[Instructions to follow]
Search the records below for the word "core". Pull out each line that has it.

[Stored entries]
|---|
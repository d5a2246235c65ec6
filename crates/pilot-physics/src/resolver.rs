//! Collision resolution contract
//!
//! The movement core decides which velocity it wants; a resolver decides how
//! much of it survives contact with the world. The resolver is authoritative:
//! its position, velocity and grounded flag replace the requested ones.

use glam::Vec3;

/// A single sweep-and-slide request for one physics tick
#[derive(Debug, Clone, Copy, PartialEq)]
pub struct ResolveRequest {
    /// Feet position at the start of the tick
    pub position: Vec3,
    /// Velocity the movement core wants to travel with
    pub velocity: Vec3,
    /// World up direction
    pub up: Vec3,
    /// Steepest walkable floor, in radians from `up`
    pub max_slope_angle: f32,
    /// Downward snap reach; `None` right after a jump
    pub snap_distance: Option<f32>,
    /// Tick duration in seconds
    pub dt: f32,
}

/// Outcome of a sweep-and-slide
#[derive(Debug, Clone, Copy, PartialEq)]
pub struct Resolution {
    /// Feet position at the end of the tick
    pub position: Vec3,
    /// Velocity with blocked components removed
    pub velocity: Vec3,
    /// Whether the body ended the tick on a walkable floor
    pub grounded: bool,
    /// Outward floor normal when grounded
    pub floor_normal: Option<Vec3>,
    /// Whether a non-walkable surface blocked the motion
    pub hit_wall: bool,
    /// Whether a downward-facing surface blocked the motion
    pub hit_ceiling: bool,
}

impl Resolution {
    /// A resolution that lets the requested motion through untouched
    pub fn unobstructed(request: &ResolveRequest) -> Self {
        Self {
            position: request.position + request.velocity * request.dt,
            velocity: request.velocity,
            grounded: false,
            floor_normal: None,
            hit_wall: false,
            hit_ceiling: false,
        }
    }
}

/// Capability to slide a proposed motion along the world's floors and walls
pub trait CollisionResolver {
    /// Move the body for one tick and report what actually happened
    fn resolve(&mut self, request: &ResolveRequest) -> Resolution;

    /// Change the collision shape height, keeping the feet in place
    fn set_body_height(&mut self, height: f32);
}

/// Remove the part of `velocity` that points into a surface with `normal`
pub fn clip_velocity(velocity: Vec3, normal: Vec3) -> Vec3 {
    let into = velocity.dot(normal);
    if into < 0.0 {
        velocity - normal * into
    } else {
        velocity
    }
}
|---|
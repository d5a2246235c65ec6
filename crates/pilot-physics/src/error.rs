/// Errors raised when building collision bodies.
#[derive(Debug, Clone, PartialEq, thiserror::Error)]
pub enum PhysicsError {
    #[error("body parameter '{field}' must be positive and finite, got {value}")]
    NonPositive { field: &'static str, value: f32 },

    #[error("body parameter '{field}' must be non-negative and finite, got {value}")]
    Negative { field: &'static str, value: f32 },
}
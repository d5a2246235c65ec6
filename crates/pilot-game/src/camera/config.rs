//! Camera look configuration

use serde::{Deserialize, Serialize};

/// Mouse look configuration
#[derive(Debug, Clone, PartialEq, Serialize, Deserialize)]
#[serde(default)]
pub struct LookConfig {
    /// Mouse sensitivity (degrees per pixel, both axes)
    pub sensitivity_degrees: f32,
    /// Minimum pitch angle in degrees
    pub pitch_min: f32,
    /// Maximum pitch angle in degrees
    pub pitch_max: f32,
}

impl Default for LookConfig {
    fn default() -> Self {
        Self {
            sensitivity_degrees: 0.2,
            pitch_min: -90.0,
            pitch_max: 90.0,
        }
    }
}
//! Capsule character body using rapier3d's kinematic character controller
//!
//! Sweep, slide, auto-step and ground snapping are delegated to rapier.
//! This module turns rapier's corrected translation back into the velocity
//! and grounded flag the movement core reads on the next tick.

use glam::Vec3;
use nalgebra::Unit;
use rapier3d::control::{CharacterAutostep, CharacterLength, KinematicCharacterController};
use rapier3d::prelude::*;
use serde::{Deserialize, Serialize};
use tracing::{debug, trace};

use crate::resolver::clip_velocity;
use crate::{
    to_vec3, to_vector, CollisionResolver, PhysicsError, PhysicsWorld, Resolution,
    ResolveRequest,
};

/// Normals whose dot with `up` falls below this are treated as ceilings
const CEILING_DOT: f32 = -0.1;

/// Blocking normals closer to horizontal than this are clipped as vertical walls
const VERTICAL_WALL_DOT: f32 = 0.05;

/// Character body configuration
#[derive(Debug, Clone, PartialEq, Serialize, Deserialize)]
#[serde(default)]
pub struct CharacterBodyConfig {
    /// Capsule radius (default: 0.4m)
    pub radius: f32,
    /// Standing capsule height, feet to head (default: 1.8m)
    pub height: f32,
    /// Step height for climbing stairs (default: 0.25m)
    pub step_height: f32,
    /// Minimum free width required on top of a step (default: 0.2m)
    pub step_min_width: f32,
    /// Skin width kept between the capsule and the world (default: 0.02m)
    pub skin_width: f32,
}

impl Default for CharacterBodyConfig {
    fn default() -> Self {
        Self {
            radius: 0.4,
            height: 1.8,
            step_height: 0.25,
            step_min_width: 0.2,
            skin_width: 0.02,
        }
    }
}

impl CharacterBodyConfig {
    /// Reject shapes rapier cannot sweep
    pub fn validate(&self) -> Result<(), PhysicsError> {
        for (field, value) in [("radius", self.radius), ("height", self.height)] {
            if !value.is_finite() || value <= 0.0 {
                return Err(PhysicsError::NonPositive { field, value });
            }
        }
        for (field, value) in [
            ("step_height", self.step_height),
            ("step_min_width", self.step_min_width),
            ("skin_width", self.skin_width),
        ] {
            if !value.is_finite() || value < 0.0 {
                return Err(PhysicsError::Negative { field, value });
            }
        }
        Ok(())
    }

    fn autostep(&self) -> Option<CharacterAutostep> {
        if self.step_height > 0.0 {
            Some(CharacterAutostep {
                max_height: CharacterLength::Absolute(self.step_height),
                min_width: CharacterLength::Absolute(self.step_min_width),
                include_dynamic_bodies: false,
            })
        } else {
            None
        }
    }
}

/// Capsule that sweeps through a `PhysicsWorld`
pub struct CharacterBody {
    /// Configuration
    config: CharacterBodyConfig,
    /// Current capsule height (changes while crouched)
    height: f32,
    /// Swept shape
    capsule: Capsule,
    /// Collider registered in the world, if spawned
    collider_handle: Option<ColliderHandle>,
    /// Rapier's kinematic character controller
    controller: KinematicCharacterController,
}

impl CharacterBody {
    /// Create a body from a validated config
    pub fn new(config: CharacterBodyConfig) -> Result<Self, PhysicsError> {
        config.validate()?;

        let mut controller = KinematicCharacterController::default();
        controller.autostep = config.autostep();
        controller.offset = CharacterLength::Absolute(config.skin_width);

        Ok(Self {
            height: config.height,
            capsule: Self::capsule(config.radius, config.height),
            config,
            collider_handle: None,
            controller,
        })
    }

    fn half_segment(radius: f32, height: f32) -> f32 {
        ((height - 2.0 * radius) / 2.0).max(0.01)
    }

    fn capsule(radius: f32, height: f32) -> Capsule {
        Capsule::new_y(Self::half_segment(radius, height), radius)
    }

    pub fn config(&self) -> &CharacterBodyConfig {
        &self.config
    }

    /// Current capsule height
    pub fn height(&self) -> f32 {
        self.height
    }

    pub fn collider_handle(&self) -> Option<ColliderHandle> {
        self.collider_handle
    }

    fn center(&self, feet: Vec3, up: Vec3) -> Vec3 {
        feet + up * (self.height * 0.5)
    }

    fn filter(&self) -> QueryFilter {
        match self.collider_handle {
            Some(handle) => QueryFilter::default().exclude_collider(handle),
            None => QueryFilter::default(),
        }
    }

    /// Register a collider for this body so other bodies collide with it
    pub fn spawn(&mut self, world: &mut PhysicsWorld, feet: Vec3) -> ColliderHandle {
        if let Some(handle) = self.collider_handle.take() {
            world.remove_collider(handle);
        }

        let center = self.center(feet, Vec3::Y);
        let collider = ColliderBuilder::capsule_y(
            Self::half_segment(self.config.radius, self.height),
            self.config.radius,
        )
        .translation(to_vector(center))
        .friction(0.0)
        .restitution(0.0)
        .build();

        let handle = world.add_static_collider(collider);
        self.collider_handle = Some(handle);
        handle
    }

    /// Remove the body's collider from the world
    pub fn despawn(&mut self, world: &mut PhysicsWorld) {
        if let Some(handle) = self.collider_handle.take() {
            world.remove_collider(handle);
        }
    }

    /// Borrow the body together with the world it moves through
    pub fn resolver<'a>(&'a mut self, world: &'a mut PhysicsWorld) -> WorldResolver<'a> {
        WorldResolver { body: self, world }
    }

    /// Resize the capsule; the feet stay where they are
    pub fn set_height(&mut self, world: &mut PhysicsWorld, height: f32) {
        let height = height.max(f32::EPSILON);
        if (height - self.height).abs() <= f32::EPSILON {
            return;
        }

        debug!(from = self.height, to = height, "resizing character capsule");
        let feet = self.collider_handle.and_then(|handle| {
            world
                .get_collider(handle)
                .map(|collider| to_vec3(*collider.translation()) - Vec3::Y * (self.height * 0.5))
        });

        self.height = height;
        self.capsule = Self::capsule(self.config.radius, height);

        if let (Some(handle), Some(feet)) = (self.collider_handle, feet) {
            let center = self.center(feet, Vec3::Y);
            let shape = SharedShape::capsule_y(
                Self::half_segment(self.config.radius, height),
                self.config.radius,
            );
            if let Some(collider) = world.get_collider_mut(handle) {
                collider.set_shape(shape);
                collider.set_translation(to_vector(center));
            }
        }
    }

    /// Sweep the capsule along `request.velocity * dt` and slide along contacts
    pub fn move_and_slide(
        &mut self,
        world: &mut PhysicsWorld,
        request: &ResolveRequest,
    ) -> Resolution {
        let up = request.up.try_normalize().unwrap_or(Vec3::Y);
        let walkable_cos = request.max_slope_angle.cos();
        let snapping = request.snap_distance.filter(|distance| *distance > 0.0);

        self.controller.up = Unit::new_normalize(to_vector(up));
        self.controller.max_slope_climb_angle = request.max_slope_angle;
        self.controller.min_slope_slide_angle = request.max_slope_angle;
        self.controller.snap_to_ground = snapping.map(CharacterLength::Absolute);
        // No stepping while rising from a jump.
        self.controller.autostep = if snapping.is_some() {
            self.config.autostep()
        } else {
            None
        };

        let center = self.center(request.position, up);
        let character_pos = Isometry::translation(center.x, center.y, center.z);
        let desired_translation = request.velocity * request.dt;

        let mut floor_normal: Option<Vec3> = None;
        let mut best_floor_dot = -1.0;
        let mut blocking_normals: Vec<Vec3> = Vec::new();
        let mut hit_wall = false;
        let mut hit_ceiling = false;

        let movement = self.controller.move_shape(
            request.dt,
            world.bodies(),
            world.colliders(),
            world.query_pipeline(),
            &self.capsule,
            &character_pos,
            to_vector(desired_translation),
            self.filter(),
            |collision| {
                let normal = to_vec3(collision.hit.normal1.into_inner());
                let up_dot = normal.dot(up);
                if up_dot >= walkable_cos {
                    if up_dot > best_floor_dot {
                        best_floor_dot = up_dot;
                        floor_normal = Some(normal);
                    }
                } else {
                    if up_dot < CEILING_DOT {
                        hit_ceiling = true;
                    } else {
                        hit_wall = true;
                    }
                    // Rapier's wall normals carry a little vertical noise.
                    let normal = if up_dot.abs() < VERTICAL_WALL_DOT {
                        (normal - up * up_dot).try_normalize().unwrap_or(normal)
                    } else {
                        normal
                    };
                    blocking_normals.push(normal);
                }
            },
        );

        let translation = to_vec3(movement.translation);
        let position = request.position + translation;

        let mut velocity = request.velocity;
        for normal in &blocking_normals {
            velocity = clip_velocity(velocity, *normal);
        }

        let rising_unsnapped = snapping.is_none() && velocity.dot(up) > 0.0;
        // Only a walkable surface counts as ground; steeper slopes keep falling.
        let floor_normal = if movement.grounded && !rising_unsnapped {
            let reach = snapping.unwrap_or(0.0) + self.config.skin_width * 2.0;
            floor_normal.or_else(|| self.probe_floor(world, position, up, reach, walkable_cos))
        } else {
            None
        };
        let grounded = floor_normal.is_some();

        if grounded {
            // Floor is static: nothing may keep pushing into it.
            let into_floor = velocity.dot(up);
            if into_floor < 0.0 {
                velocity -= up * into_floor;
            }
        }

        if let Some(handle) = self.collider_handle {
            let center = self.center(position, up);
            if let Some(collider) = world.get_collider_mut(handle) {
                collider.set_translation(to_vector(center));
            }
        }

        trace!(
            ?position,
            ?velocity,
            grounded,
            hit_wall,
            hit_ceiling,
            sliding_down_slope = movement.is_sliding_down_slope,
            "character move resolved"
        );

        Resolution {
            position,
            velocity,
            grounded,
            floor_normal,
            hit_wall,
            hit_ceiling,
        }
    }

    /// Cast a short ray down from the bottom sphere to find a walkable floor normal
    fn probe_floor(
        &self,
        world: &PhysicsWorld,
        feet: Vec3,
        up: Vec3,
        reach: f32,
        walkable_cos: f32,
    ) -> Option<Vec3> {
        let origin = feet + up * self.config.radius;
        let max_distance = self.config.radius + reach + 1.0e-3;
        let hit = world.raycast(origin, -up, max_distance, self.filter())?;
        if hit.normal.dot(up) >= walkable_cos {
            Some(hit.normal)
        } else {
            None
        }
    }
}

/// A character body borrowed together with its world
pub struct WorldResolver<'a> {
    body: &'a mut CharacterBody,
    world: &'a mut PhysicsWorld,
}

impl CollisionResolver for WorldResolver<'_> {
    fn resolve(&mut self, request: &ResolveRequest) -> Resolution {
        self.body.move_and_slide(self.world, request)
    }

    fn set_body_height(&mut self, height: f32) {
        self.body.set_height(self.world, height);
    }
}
|---|
[Task answer]
//! The movement core decides which velocity it wants; a resolver decides how
    /// Velocity the movement core wants to travel with
//! and grounded flag the movement core reads on the next tick.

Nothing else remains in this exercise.